Le Laboratoire de microbiologie des environnements extrêmes (LM2E) de Brest et le Key laboratory of marine biogenetic resources (KLAMBR) de Xiamen (Fujian, Chine du Sud) collaborent depuis 2007 pour isoler et identifier de nouveaux microorganismes marins vivants dans des conditions extrêmes.

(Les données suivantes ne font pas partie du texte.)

use core::{
    fmt,
    sync::atomic::{AtomicBool, Ordering},
};

/// An `AtomicBool` restricted to sequentially-consistent loads and stores.
#[repr(transparent)]
pub struct SeqCstBool {
    inner: AtomicBool,
}

impl SeqCstBool {
    /// Creates a new cell holding `value`.
    #[inline(always)]
    pub const fn new(value: bool) -> Self {
        Self {
            inner: AtomicBool::new(value),
        }
    }

    /// Loads the current value.
    #[inline(always)]
    pub fn load(&self) -> bool {
        self.inner.load(Ordering::SeqCst)
    }

    /// Stores a new value.
    #[inline(always)]
    pub fn store(&self, value: bool) {
        self.inner.store(value, Ordering::SeqCst);
    }

    /// Returns the value through exclusive access.
    #[inline]
    pub fn into_inner(self) -> bool {
        self.inner.into_inner()
    }
}

impl Default for SeqCstBool {
    fn default() -> Self {
        Self::new(false)
    }
}

impl fmt::Debug for SeqCstBool {
    fn fmt(&self, f: &mut fmt::Formatter<'_>) -> fmt::Result {
        fmt::Debug::fmt(&self.load(), f)
    }
}
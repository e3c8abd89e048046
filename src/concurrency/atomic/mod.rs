//! Sequentially-consistent load/store cells.
//!
//! The bakery protocol reasons about program-order visibility of every doorway
//! flag and ticket across threads, so each cross-thread field goes through one
//! of these wrappers. They pin the ordering to `SeqCst` and expose no
//! read-modify-write operation: the lock itself never needs one.
//!
//! Important:
//! - `SeqCst` here is a correctness requirement, not a tuning knob. Weaker
//!   orderings allow store buffering between the doorway flag and the ticket
//!   scan, which breaks mutual exclusion on weakly ordered hardware.

/// `SeqCst` boolean cell.
pub mod bool;
/// `SeqCst` usize cell.
pub mod usize;

pub use bool::SeqCstBool;
pub use usize::SeqCstUsize;
//! Session state types
//!
//! `SwapSession` is the working selection while the swap UI is open. It is
//! a plain value behind the engine's lock; snapshots handed to callers are
//! clones, so a render can never observe a half-applied transition.

use serde::{Deserialize, Serialize};

use crate::api::{ExtendedInfo, HistoricalQuote};
use crate::fees::FeeEstimate;
use crate::types::Token;

/// The view the user is on. `Executing` accepts no further input; every
/// other view can be left through `close`.
#[derive(Debug, Clone, Copy, PartialEq, Eq, Serialize, Deserialize)]
pub enum SessionView {
    Editing,
    SelectingFrom,
    SelectingTo,
    Confirming,
    Executing,
}

#[derive(Debug, Clone)]
pub struct SwapSession {
    pub from_token: Option<Token>,
    pub to_token: Option<Token>,
    pub from_amount_text: String,
    pub to_amount_text: String,
    pub rate: f64,
    pub slippage_bps: u32,
    pub view: SessionView,
    pub estimated_fee: FeeEstimate,
    pub extended_info: Option<ExtendedInfo>,
    pub historical: Vec<HistoricalQuote>,
    pub is_loading: bool,
    pub is_info_loading: bool,
}

impl SwapSession {
    pub fn new(slippage_bps: u32) -> Self {
        Self {
            from_token: None,
            to_token: None,
            from_amount_text: String::new(),
            to_amount_text: String::new(),
            rate: 0.0,
            slippage_bps,
            view: SessionView::Editing,
            estimated_fee: FeeEstimate::default(),
            extended_info: None,
            historical: Vec::new(),
            is_loading: false,
            is_info_loading: false,
        }
    }

    /// Unconditional reset to an empty `Editing` session. Slippage reverts
    /// to the configured default too.
    pub fn reset(&mut self, slippage_bps: u32) {
        *self = SwapSession::new(slippage_bps);
    }

    /// Drop the "to" side along with everything derived from it
    pub fn clear_to_side(&mut self) {
        self.to_token = None;
        self.extended_info = None;
        self.historical.clear();
    }

    /// True once both tokens and a non-empty amount are in place
    pub fn is_submit_ready(&self) -> bool {
        self.from_token.is_some() && self.to_token.is_some() && !self.from_amount_text.is_empty()
    }
}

« C’est une coopération très fructueuse se félicite Mohamed Jebbar, directeur adjoint du LM2E. Notre travail conjoint a déjà conduit à la découverte de quatre nouvelles espèces et deux nouveaux genres d’extrémophiles. » Ces organismes, adaptés à des conditions environnementales hors nomes – obscurité, pression et température très élevées, présence de métaux lourds, milieu pauvre en nutriments… - sont unicellulaires procaryote, autrement dit des êtres vivants composés d’une unique cellule dépourvue de noyau et d’organites. Ils appartiennent aux règnes des archées et des bactéries. Si archées et bactéries se ressemblent quant à leur morphologie et leur métabolisme, elles diffèrent notamment du point de vue de leur biochimie et de leur génétique. Chez les archées par exemple, certains mécanismes comme la réplication de l’ADN, la transcription de l’ADN en ARN, la traduction de l’ARN en protéines ou encore le maintien du génome, sont plus proches de ceux que l’on retrouve dans les cellules eucaryotes (dotées d’un noyau) que chez les bactéries. En étudiant les extrémophiles, les scientifiques cherchent à comprendre les mécanismes qui permettent à ces microorganismes de se développer dans des conditions qui sont considérées comme létales pour tous les autres êtres vivants.

Une découverte majeure

Les équipes de Brest et de Xiamen s’intéressent aux extrémophiles sous-marins qui vivent à proximité de sources hydrothermales qui se forment au niveau des dorsales océaniques. « De toutes nos découvertes, Pyrococcus yayanosii est celle qui a eu le plus gros retentissement au sein de la communauté scientifique » explique Mohamed Jebbar. Isolée à partir d’échantillons hydrothermaux de la dorsale médio-atlantique prélevés en 2007 à 4 100 mètres de profondeur, Pyrococcus yayanosii est une archée hyperthermophile (sa température optimale de développement est de 98°C) qui détient à ce jour le record de croissance sous pression (jusqu’à 150 MPa, soit 1 500 fois la pression atmosphérique). Elle ne peut survivre qu’à des pressions supérieures à 20 MPa ; on l’appelle pour cela « piézophile obligatoire ». Son isolement et sa caractérisation ont été accomplis dans le cadre de la thèse de Mme ZENG Xiang, réalisée en cotutelle entre les deux laboratoires. Entre 2007 et aujourd’hui, d’autres microorganismes issus de roche et de sédiments hydrothermaux prélevés dans les océans Pacifique et Atlantique ont été découverts par les équipes franco-chinoises. « Toute nouvelle souche de bactérie ou d’archée vient compléter la branche procaryote de l’arbre phylogénétique poursuit le chercheur Mohamed Jebbar. Les nouvelles espèces et les nouveaux genres identifiés donnent souvent lieu à des réorganisations. »

L’approche culturale

Pour se procurer des échantillons de roches et de sédiments hydrothermaux, les chercheurs participent à des campagnes océanographiques. D’un site hydrothermal à l’autre, la composition des écosystèmes peut considérablement varier. Les campagnes océanographiques françaises ont jusqu’à présent permis d’explorer certaines portions des dorsales des océans Pacifique et Atlantique. Mais jamais celle de l’océan Indien, pour lequel la France ne bénéficie pas de permis d’exploration, contrairement à la Chine. Pour Mohamed Jebbar, « la collaboration avec l’équipe du professeur Shao de Xiamen assure l’accès à des échantillons très prometteurs ».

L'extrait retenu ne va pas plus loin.